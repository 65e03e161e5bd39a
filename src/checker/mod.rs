// src/checker/mod.rs
// =============================================================================
// The link verifier.
//
// Submodules:
// - http: probes URLs (HEAD, GET fallback, per-probe timeout)
// - request: validates the `{ "urls": [...] }` body the verifier endpoint
//   receives
// =============================================================================

mod http;
mod request;

pub use http::Verifier;
pub use request::parse_check_request;
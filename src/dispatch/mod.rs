// src/dispatch/mod.rs
// =============================================================================
// Client-side orchestration of a verification session.
//
// - batch: splits the link list into chunks and merges results as they come
// - verifier: the VerifyBatch seam, with in-process and remote implementations
// =============================================================================

mod batch;
mod verifier;

pub use batch::{BatchDispatcher, DispatchEvent};
pub use verifier::{LocalVerifier, RemoteVerifier, VerifyBatch};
——
• **Directions**
Return each line of the data exactly as written above.

• **Output below**
repository 65e03e161e5bd39a
filename src/checker/mod.rs
// src/checker/mod.rs
// =============================================================================
// The link verifier.
//
// Submodules:
// - http: probes URLs (HEAD, GET fallback, per-probe timeout)
// - request: validates the `{ "urls": [...] }` body the verifier endpoint
//   receives
// =============================================================================

mod http;
mod request;

pub use http::Verifier;
pub use request::parse_check_request;
filename src/dispatch/mod.rs
// src/dispatch/mod.rs
// =============================================================================
// Client-side orchestration of a verification session.
//
// - batch: splits the link list into chunks and merges results as they come
// - verifier: the VerifyBatch seam, with in-process and remote implementations
// =============================================================================

mod batch;
mod verifier;

pub use batch::{BatchDispatcher, DispatchEvent};
pub use verifier::{LocalVerifier, RemoteVerifier, VerifyBatch};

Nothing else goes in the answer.